Science Festival interview with Dr Neil Robertson

Dr Neil Robertson of the University’s School of Chemistry explored the latest developments in solar technology, and how we might learn lessons from plants in harnessing the power of the sun.

The event, 'Catching the Rainbow: plants, people and solar cells in Scotland', took place at 5.30pm on 13 April at Summerhall.

Seedlings grown in blue and red light

What can people coming along to your event expect?

The talk will present different ways in which plants use light, not only to capture its energy but also to sense their surroundings and control their growth.

The focus will be on different parts of the colour spectrum and how plants use these selectively to sense their surroundings. Following this, we will discuss how society is increasingly using sunlight to generate electrical energy through photovoltaic panels. Again, we will consider the light spectrum and how scientists can capture and control light of different colours and what this means for our energy future.

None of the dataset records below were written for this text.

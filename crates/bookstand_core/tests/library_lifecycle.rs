use bookstand_core::{
    BookListQuery, BookPatch, Library, LibraryError, LibraryPaths, NewBook, RepoError,
};

#[test]
fn open_creates_the_layout_and_close_succeeds() {
    let dir = tempfile::tempdir().unwrap();
    let paths = LibraryPaths::new(dir.path().join("store"));

    let library = Library::open(paths.clone()).unwrap();
    assert!(paths.data_dir().is_dir());
    assert!(paths.backups_dir().is_dir());
    assert!(paths.exports_dir().is_dir());
    assert!(paths.logs_dir().is_dir());
    assert!(paths.db_path().is_file());

    library.close().unwrap();
}

#[test]
fn records_survive_reopen() {
    let dir = tempfile::tempdir().unwrap();
    let paths = LibraryPaths::new(dir.path().join("store"));

    let library = Library::open(paths.clone()).unwrap();
    let created = library
        .create_book(&NewBook::new("Dune", "Frank Herbert", 12.5))
        .unwrap();
    library.close().unwrap();

    let reopened = Library::open(paths).unwrap();
    let loaded = reopened.get_book(created.id).unwrap();
    assert_eq!(loaded, created);
}

#[test]
fn crud_and_stats_flow_through_the_facade() {
    let dir = tempfile::tempdir().unwrap();
    let library = Library::open(LibraryPaths::new(dir.path().join("store"))).unwrap();

    let created = library
        .create_book(&NewBook::new("Dune", "Frank Herbert", 12.5))
        .unwrap();
    library
        .create_book(&NewBook::new("Hyperion", "Dan Simmons", 9.0))
        .unwrap();

    let updated = library
        .update_book(
            created.id,
            &BookPatch {
                price: Some(15.0),
                ..BookPatch::default()
            },
        )
        .unwrap();
    assert_eq!(updated.price, 15.0);

    let stats = library.stats().unwrap();
    assert_eq!(stats.total_count, 2);
    assert_eq!(stats.distinct_author_count, 2);
    assert!((stats.total_value - 24.0).abs() < 1e-9);

    library.delete_book(created.id).unwrap();
    let err = library.get_book(created.id).unwrap_err();
    assert!(matches!(
        err,
        LibraryError::Repo(RepoError::NotFound(id)) if id == created.id
    ));

    assert_eq!(
        library.list_books(&BookListQuery::default()).unwrap().len(),
        1
    );
}

#[test]
fn backup_snapshots_land_in_the_backups_dir() {
    let dir = tempfile::tempdir().unwrap();
    let library = Library::open(LibraryPaths::new(dir.path().join("store"))).unwrap();

    library
        .create_book(&NewBook::new("Dune", "Frank Herbert", 12.5))
        .unwrap();

    let snapshot = library.backup(5).unwrap();
    let listed = library.list_backups().unwrap();
    assert!(!listed.is_empty());
    assert!(listed.len() <= 5);
    assert!(listed.iter().any(|info| info.name == snapshot.as_str()));
}

#[test]
fn export_writes_into_the_exports_dir() {
    let dir = tempfile::tempdir().unwrap();
    let library = Library::open(LibraryPaths::new(dir.path().join("store"))).unwrap();

    library
        .create_book(&NewBook::new("Dune", "Frank Herbert", 12.5))
        .unwrap();
    library
        .create_book(&NewBook::new("Hyperion", "Dan Simmons", 9.0))
        .unwrap();

    let receipt = library.export_books().unwrap();
    assert_eq!(receipt.rows, 2);
    assert!(receipt.path.starts_with(library.paths().exports_dir()));
    assert!(receipt.path.is_file());

    let text = library.export_csv_text().unwrap();
    assert!(text.starts_with("id,title,author,price,created_at,updated_at"));
    assert_eq!(text.lines().count(), 3);
}

#[test]
fn import_flows_through_the_facade() {
    let dir = tempfile::tempdir().unwrap();
    let library = Library::open(LibraryPaths::new(dir.path().join("store"))).unwrap();

    let outcome = library
        .import_books(
            "id,title,author,price,created_at,updated_at\n\
             1,Dune,Frank Herbert,12.5,0,0\n\
             2,Bad,,3.0,0,0\n",
        )
        .unwrap();

    assert_eq!(outcome.imported.len(), 1);
    assert_eq!(outcome.errors.len(), 1);
    assert_eq!(library.stats().unwrap().total_count, 1);
}
//! AtomTable trait: the abstract interface for atom storage.
//!
//! This trait keeps the facade storage-agnostic. The in-memory table is the
//! shipped implementation.

use std::fmt;
use std::sync::Arc;

use atomspace_core::{Atom, AtomType, Handle, TruthValue};

use crate::error::Result;

/// Callback invoked with the handle of every newly added atom.
pub type AddCallback = Arc<dyn Fn(Handle) + Send + Sync>;

/// Token identifying one addition subscription.
#[derive(Clone, Copy, PartialEq, Eq, Hash, PartialOrd, Ord)]
pub struct SubscriptionId(pub u64);

impl fmt::Debug for SubscriptionId {
    fn fmt(&self, f: &mut fmt::Formatter<'_>) -> fmt::Result {
        write!(f, "SubscriptionId({})", self.0)
    }
}

/// The AtomTable trait: synchronous interface for atom storage.
///
/// Every method runs to completion on the calling thread. Implementations
/// must be shareable across threads.
///
/// # Design Notes
///
/// - **Idempotent adds**: `add_node` / `add_link` on an existing atom return
///   its handle, merge the truth value, and do not signal.
/// - **No handle reuse**: A handle is never handed out twice.
/// - **Signal ordering**: Subscribers see additions in table order.
/// - **Callbacks**: Run on the adding thread and must not call back into
///   the same table.
pub trait AtomTable: Send + Sync {
    // ─────────────────────────────────────────────────────────────────────────
    // Atom Operations
    // ─────────────────────────────────────────────────────────────────────────

    /// Add a node, or return the existing one with the same type and name.
    ///
    /// Fails with `TypeMismatch` if `atom_type` is not a node type.
    fn add_node(&self, atom_type: AtomType, name: &str, tv: TruthValue) -> Result<Handle>;

    /// Add a link, or return the existing one with the same type and outgoing set.
    ///
    /// Fails with `TypeMismatch` for node types and `InvalidHandle` if any
    /// outgoing handle is not live.
    fn add_link(&self, atom_type: AtomType, outgoing: &[Handle], tv: TruthValue)
        -> Result<Handle>;

    /// Look up a node by type and name.
    fn get_handle(&self, atom_type: AtomType, name: &str) -> Result<Option<Handle>>;

    /// Whether the handle names a live atom.
    fn is_valid_handle(&self, handle: Handle) -> Result<bool>;

    /// Get a copy of an atom.
    fn get_atom(&self, handle: Handle) -> Result<Option<Atom>>;

    /// Replace an atom's truth value.
    fn set_tv(&self, handle: Handle, tv: TruthValue) -> Result<()>;

    /// Remove an atom.
    ///
    /// Returns `false` if the atom is still referenced by a link.
    fn remove_atom(&self, handle: Handle) -> Result<bool>;

    /// Links whose outgoing set contains `handle`.
    fn incoming(&self, handle: Handle) -> Result<Vec<Handle>>;

    /// Number of live atoms.
    fn size(&self) -> Result<usize>;

    // ─────────────────────────────────────────────────────────────────────────
    // Addition Signal
    // ─────────────────────────────────────────────────────────────────────────

    /// Register a callback for every subsequent atom addition.
    fn subscribe_additions(&self, callback: AddCallback) -> SubscriptionId;

    /// Remove a subscription.
    ///
    /// Returns `false` if it was already removed. Once this returns, the
    /// callback is not running and will not run again.
    fn unsubscribe(&self, id: SubscriptionId) -> bool;
}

The talk will be illustrated by demonstrations, and a hands-on session at the end will allow the audience to chat to the science teams involved and try out some things for themselves.

What do you hope audiences can get out of coming along?

The audience should get some insight into the latest technologies for using sunlight as well as some historical and scientific perspective on the background and context. Most importantly, it should be fun.

What do you think is the value of inviting the public to interact with scientific objects?

Everyone is a scientist, whether they practice professionally or not. We all enjoy trying out new objects to see what they do and learn how they work.

Why is taking part in the science festival important to you?

The science festival is the ideal chance to link the activities in the University with the wider Edinburgh and Scottish communities.

The research done in academia and associated companies directs the future of our lives, and equally the motivations and support of society drives the scientific process.

What impact does your day-to-day work have on society?

We work on technologies that can radically change our lives in the longer term. Energy will be the defining challenge of this century, and it is arguably the most important issue ever to face humanity.

Progress in all aspects of renewable energy is essential and our work on emerging photovoltaic technologies fits directly into that challenge.

What do you get out of engaging with the public?

As well as informing the public of the ongoing work to meet our energy challenges and hopefully inspiring young people to get involved with science, there is also a huge personal benefit.

To discuss our work with the public, I first have to clarify the key points in my own head and I have to respond to important questions and observations that come from the fresh perspective of a public audience. This helps to sharpen and refine the scientific process.